A SRA. ENTREVISTADORA (Ana Maria Lopes de Almeida) - Ele falou uma coisa muito bonita sobre a mãe dele.

O SR. ENTREVISTADOR (Tarcísio Holanda) -  O senhor queria falar sobre sua mãe, Dr. Barbosa? O senhor guarda lembrança muito boa da sua mãe?

O SR. BARBOSA LIMA SOBRINHO - A impressão que tenho de minha mãe é a de uma senhora inteligente, culta, de uma bondade extraordinária. É uma lembrança que tenho certeza de que vai me acompanhar até o último dia de minha vida.

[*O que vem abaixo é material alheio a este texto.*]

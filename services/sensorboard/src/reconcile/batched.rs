//! Batched reconciliation: append-only groups, fully replaced sensor lists
//!
//! Groups are created the first time they are seen and then left alone:
//! renames are not applied and groups missing from later fetches stay
//! rendered. Sensor lists are rebuilt from scratch on every batch.

use std::collections::{HashMap, HashSet};

use crate::model::{EntityId, Group, SensorBatch};
use crate::view::ViewTree;

use super::Patch;

/// Result of planning a sensor batch
#[derive(Debug, Clone, Default, PartialEq)]
pub struct BatchPlan {
    pub patches: Vec<Patch>,
    /// Group ids in the batch whose sensor list is not rendered
    pub missing: Vec<EntityId>,
}

/// Patches creating the groups of `groups` that are not rendered yet
pub fn reconcile_groups(view: &ViewTree, groups: &[Group]) -> Vec<Patch> {
    let mut seen: HashSet<&EntityId> = HashSet::new();

    groups
        .iter()
        .filter(|g| view.group(&g.group_id).is_none() && seen.insert(&g.group_id))
        .map(|g| Patch::CreateGroup {
            group_id: g.group_id.clone(),
            name: g.name.clone(),
        })
        .collect()
}

/// One replace patch per group id of `batch` whose list is rendered.
///
/// Items keep the array order. A sensor id repeated within one array yields a
/// single item at its first position carrying the last reading.
pub fn reconcile_sensor_batch(view: &ViewTree, batch: &SensorBatch) -> BatchPlan {
    let mut plan = BatchPlan::default();

    for (group_id, sensors) in batch {
        if view.sensor_list(group_id).is_none() {
            plan.missing.push(group_id.clone());
            continue;
        }

        let mut items: Vec<(EntityId, String)> = Vec::with_capacity(sensors.len());
        let mut positions: HashMap<&EntityId, usize> = HashMap::new();
        for sensor in sensors {
            match positions.get(&sensor.sensor_id) {
                Some(&index) => items[index].1 = sensor.display_text(),
                None => {
                    positions.insert(&sensor.sensor_id, items.len());
                    items.push((sensor.sensor_id.clone(), sensor.display_text()));
                }
            }
        }

        plan.patches.push(Patch::ReplaceSensors {
            group_id: group_id.clone(),
            items,
        });
    }

    plan
}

O SR. ENTREVISTADOR (Tarcísio Holanda) - Qual é o motivo que alimenta a sua vontade de escrever, de participar, o senhor que já deu ao País, ao seu Estado, à sua gente o suficiente, de acordo com o julgamento dos seus contemporâneos e, certamente, da posteridade? Por que o senhor quer continuar escrevendo? O que alimenta essa vontade, essa energia de escrever, de lutar, de intervir no debate nacional, de sustentar as teses que o senhor acha as mais corretas?

O SR. BARBOSA LIMA SOBRINHO - É o desejo de contribuir para o Brasil melhorar. Não tenho outra intenção senão essa, porque o pagamento que a gente recebe é precário, mas de qualquer maneira explica isso a maneira da gente se conservar vivo perante os brasileiros.

O SR. ENTREVISTADOR (Tarcísio Holanda) - Muito bom! Parabéns!